▽

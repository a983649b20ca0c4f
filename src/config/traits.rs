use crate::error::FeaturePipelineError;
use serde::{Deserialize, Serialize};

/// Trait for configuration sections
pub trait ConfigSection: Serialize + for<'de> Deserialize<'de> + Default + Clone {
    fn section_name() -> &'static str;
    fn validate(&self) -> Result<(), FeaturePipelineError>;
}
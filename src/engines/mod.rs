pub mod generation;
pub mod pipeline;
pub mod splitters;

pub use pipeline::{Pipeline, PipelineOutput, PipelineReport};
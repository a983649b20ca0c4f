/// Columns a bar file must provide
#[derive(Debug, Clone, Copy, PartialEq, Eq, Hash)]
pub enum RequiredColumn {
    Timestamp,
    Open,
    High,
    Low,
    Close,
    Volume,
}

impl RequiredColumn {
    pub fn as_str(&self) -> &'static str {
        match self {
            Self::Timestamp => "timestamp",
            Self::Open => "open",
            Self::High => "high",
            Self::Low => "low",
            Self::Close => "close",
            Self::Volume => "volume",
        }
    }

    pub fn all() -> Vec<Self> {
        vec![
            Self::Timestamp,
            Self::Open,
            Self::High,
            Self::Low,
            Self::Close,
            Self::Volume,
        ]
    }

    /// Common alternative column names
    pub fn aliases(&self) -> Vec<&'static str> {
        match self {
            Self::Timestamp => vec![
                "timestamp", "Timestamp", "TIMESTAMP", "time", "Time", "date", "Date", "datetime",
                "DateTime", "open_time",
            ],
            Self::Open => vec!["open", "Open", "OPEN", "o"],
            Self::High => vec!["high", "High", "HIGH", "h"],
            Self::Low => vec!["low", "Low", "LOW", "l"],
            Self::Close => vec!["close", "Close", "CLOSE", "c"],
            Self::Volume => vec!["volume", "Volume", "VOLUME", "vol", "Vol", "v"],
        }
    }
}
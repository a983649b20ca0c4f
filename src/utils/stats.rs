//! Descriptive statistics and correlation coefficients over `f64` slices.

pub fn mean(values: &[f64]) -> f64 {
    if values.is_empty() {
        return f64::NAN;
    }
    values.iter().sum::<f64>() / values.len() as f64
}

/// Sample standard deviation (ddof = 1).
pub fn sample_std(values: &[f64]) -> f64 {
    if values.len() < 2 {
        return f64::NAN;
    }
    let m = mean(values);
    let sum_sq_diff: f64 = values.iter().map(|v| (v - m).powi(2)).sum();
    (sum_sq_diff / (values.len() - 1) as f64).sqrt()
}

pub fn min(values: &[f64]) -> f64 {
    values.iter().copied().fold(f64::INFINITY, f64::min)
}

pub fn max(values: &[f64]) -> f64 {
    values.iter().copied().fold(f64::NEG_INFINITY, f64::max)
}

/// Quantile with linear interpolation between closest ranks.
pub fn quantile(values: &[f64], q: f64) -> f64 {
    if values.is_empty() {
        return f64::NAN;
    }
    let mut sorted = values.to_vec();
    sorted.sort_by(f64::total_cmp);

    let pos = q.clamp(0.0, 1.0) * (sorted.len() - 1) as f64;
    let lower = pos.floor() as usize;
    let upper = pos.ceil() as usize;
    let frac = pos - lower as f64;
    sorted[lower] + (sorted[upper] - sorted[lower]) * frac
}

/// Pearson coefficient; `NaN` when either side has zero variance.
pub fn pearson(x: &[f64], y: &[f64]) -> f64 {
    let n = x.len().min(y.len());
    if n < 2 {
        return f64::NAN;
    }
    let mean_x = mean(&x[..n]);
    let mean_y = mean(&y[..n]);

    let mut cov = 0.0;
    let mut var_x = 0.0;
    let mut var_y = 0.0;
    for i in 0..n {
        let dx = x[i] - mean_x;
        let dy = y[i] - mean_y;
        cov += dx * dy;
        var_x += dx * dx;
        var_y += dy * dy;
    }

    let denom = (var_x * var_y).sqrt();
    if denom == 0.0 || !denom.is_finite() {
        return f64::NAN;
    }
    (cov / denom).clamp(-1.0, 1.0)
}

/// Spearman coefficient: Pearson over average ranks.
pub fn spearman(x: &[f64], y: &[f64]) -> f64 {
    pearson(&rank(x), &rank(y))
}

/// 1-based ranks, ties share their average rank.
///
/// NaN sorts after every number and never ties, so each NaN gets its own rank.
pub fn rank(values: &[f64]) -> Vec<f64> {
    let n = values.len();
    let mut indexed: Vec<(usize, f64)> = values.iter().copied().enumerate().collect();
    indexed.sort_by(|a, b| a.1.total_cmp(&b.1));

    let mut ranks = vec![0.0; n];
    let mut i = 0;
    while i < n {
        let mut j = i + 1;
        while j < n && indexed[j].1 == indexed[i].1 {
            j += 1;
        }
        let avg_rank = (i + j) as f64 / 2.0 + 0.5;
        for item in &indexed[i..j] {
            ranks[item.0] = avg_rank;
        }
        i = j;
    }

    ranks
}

△

Work to complete: Write the entries out again, exactly and completely.

Exercise result:
repository a983649b20ca0c4f
filename src/config/traits.rs
use crate::error::FeaturePipelineError;
use serde::{Deserialize, Serialize};

/// Trait for configuration sections
pub trait ConfigSection: Serialize + for<'de> Deserialize<'de> + Default + Clone {
    fn section_name() -> &'static str;
    fn validate(&self) -> Result<(), FeaturePipelineError>;
}
filename src/engines/mod.rs
pub mod generation;
pub mod pipeline;
pub mod splitters;

pub use pipeline::{Pipeline, PipelineOutput, PipelineReport};
repository a983649b20ca0c4f
/// Columns a bar file must provide
#[derive(Debug, Clone, Copy, PartialEq, Eq, Hash)]
pub enum RequiredColumn {
    Timestamp,
    Open,
    High,
    Low,
    Close,
    Volume,
}

impl RequiredColumn {
    pub fn as_str(&self) -> &'static str {
        match self {
            Self::Timestamp => "timestamp",
            Self::Open => "open",
            Self::High => "high",
            Self::Low => "low",
            Self::Close => "close",
            Self::Volume => "volume",
        }
    }

    pub fn all() -> Vec<Self> {
        vec![
            Self::Timestamp,
            Self::Open,
            Self::High,
            Self::Low,
            Self::Close,
            Self::Volume,
        ]
    }

    /// Common alternative column names
    pub fn aliases(&self) -> Vec<&'static str> {
        match self {
            Self::Timestamp => vec![
                "timestamp", "Timestamp", "TIMESTAMP", "time", "Time", "date", "Date", "datetime",
                "DateTime", "open_time",
            ],
            Self::Open => vec!["open", "Open", "OPEN", "o"],
            Self::High => vec!["high", "High", "HIGH", "h"],
            Self::Low => vec!["low", "Low", "LOW", "l"],
            Self::Close => vec!["close", "Close", "CLOSE", "c"],
            Self::Volume => vec!["volume", "Volume", "VOLUME", "vol", "Vol", "v"],
        }
    }
}
repository a983649b20ca0c4f
filename src/utils/stats.rs
//! Descriptive statistics and correlation coefficients over `f64` slices.

pub fn mean(values: &[f64]) -> f64 {
    if values.is_empty() {
        return f64::NAN;
    }
    values.iter().sum::<f64>() / values.len() as f64
}

/// Sample standard deviation (ddof = 1).
pub fn sample_std(values: &[f64]) -> f64 {
    if values.len() < 2 {
        return f64::NAN;
    }
    let m = mean(values);
    let sum_sq_diff: f64 = values.iter().map(|v| (v - m).powi(2)).sum();
    (sum_sq_diff / (values.len() - 1) as f64).sqrt()
}

pub fn min(values: &[f64]) -> f64 {
    values.iter().copied().fold(f64::INFINITY, f64::min)
}

pub fn max(values: &[f64]) -> f64 {
    values.iter().copied().fold(f64::NEG_INFINITY, f64::max)
}

/// Quantile with linear interpolation between closest ranks.
pub fn quantile(values: &[f64], q: f64) -> f64 {
    if values.is_empty() {
        return f64::NAN;
    }
    let mut sorted = values.to_vec();
    sorted.sort_by(f64::total_cmp);

    let pos = q.clamp(0.0, 1.0) * (sorted.len() - 1) as f64;
    let lower = pos.floor() as usize;
    let upper = pos.ceil() as usize;
    let frac = pos - lower as f64;
    sorted[lower] + (sorted[upper] - sorted[lower]) * frac
}

/// Pearson coefficient; `NaN` when either side has zero variance.
pub fn pearson(x: &[f64], y: &[f64]) -> f64 {
    let n = x.len().min(y.len());
    if n < 2 {
        return f64::NAN;
    }
    let mean_x = mean(&x[..n]);
    let mean_y = mean(&y[..n]);

    let mut cov = 0.0;
    let mut var_x = 0.0;
    let mut var_y = 0.0;
    for i in 0..n {
        let dx = x[i] - mean_x;
        let dy = y[i] - mean_y;
        cov += dx * dy;
        var_x += dx * dx;
        var_y += dy * dy;
    }

    let denom = (var_x * var_y).sqrt();
    if denom == 0.0 || !denom.is_finite() {
        return f64::NAN;
    }
    (cov / denom).clamp(-1.0, 1.0)
}

/// Spearman coefficient: Pearson over average ranks.
pub fn spearman(x: &[f64], y: &[f64]) -> f64 {
    pearson(&rank(x), &rank(y))
}

/// 1-based ranks, ties share their average rank.
///
/// NaN sorts after every number and never ties, so each NaN gets its own rank.
pub fn rank(values: &[f64]) -> Vec<f64> {
    let n = values.len();
    let mut indexed: Vec<(usize, f64)> = values.iter().copied().enumerate().collect();
    indexed.sort_by(|a, b| a.1.total_cmp(&b.1));

    let mut ranks = vec![0.0; n];
    let mut i = 0;
    while i < n {
        let mut j = i + 1;
        while j < n && indexed[j].1 == indexed[i].1 {
            j += 1;
        }
        let avg_rank = (i + j) as f64 / 2.0 + 0.5;
        for item in &indexed[i..j] {
            ranks[item.0] = avg_rank;
        }
        i = j;
    }

    ranks
}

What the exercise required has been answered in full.